» Available data:

»»

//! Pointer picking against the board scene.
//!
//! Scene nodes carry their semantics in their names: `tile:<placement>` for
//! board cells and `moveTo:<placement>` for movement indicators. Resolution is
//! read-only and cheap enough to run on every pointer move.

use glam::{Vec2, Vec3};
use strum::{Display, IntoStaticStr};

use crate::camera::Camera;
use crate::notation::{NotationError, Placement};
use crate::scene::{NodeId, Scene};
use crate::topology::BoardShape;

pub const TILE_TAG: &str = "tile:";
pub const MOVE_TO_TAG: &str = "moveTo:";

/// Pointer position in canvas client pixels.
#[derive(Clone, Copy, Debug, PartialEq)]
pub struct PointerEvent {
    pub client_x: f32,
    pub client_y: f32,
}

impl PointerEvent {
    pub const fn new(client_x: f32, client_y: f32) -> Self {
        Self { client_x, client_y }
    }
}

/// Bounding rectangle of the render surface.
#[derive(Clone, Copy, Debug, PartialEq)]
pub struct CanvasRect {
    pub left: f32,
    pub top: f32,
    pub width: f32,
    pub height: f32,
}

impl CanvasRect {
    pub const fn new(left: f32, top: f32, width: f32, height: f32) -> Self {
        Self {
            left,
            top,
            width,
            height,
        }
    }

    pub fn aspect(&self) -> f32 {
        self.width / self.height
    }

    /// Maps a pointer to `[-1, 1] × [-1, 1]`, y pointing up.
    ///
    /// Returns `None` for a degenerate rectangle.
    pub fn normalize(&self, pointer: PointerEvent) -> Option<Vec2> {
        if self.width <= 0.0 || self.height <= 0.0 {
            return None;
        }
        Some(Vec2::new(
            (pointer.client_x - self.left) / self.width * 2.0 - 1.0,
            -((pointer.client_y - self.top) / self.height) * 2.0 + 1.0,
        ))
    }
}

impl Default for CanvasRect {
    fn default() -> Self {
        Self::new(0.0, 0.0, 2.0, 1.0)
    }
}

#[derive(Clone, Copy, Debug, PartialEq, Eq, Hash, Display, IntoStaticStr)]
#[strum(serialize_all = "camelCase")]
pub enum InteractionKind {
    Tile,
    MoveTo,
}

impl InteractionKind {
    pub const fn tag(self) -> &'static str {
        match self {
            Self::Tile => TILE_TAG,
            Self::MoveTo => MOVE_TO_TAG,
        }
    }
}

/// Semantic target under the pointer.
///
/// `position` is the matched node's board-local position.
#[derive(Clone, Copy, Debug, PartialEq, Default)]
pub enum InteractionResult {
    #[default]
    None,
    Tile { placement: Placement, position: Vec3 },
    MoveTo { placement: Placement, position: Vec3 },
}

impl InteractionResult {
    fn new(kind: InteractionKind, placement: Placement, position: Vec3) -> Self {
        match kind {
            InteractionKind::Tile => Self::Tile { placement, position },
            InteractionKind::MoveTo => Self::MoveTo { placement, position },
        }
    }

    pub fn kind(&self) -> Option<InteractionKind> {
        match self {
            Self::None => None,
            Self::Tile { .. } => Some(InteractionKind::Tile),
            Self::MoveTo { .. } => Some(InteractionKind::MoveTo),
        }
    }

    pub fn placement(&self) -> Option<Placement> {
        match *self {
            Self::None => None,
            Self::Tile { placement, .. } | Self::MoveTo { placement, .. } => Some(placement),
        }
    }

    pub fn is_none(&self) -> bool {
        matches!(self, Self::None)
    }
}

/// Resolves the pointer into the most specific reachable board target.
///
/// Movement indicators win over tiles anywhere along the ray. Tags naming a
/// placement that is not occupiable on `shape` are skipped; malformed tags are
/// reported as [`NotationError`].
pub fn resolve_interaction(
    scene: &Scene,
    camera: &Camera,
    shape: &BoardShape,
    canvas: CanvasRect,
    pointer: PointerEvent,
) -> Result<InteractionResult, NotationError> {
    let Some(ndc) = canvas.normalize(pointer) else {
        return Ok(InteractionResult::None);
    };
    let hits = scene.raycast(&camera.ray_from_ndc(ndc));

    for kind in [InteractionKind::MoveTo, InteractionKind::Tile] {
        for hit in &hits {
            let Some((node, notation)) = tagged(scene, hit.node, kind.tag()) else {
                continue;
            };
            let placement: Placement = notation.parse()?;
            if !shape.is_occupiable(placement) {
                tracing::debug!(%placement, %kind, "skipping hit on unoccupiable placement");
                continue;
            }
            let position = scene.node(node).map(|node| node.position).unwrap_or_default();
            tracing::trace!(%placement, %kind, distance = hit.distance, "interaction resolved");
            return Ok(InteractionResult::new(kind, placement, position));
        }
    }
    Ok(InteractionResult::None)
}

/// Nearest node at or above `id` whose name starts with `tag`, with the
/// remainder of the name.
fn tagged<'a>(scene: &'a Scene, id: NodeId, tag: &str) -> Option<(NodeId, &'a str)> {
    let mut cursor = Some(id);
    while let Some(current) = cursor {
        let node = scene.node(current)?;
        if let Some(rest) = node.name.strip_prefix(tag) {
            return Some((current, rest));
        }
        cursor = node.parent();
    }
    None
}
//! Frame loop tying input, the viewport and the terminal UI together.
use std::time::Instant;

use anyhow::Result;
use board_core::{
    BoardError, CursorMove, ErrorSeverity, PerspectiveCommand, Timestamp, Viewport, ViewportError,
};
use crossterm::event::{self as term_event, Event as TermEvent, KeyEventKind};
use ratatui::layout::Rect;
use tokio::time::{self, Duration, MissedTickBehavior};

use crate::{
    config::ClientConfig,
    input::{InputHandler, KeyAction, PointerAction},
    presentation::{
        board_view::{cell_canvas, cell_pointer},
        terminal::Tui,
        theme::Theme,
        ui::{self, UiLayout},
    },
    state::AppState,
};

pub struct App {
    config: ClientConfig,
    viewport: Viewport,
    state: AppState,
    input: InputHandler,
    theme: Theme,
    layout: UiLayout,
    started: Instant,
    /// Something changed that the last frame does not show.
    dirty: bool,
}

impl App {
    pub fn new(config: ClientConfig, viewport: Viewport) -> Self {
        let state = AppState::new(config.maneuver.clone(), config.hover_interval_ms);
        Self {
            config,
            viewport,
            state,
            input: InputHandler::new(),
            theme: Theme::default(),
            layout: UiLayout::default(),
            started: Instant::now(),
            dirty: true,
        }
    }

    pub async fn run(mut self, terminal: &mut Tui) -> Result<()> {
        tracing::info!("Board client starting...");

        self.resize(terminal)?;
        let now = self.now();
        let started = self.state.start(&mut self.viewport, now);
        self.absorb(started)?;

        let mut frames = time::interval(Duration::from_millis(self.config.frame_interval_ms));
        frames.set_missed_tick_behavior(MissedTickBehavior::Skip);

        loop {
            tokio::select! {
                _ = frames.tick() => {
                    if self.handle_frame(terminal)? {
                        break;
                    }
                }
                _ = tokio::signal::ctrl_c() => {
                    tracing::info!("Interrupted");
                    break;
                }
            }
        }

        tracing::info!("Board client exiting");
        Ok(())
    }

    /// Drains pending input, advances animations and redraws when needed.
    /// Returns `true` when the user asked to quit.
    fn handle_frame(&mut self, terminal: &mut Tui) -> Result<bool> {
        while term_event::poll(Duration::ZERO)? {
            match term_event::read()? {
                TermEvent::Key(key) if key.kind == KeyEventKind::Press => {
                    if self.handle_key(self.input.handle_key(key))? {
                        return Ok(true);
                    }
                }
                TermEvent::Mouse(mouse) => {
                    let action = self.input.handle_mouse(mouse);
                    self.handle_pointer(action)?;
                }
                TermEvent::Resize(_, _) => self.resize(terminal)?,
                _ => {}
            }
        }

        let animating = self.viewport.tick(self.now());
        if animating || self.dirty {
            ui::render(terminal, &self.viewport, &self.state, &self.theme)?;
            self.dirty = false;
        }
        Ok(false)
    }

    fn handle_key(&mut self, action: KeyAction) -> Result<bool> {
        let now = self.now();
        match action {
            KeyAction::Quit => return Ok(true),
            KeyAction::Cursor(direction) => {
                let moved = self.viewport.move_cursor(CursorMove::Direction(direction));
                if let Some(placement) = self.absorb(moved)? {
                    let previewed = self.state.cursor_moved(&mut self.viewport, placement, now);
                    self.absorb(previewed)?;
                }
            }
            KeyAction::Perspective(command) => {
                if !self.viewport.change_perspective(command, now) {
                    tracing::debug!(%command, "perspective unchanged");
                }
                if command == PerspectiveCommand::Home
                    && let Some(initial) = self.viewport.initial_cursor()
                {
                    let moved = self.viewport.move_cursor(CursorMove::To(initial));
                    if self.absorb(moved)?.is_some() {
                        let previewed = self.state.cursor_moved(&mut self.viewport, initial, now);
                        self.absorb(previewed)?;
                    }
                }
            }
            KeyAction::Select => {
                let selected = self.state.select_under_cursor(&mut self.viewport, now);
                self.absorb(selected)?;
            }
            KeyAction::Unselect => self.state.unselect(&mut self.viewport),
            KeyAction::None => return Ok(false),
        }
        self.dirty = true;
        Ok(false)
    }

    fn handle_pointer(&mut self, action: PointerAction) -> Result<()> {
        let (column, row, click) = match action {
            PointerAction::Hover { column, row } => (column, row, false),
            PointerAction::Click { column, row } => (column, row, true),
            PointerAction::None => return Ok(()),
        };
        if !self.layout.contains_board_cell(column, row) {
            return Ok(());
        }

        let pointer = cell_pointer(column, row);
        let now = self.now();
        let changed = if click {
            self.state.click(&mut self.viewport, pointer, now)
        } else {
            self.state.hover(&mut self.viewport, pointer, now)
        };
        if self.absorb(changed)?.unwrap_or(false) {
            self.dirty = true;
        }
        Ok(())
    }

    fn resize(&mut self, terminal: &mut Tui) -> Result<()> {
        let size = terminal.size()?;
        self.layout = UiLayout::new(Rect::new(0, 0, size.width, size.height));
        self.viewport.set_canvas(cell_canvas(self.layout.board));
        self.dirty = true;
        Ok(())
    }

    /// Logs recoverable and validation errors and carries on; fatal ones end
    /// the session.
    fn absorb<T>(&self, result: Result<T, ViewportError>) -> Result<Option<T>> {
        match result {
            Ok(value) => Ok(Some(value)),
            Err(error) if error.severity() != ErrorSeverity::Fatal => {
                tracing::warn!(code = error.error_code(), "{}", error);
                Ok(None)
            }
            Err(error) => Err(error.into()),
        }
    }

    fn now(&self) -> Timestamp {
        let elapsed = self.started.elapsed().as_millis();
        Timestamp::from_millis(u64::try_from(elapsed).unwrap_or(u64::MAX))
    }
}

««

» Requirement:
Copy the lines above exactly, from the very first through the one containing "use crate::camera::Camera;", and include no other line.

» The completed task:
//! Pointer picking against the board scene.
//!
//! Scene nodes carry their semantics in their names: `tile:<placement>` for
//! board cells and `moveTo:<placement>` for movement indicators. Resolution is
//! read-only and cheap enough to run on every pointer move.

use glam::{Vec2, Vec3};
use strum::{Display, IntoStaticStr};

use crate::camera::Camera;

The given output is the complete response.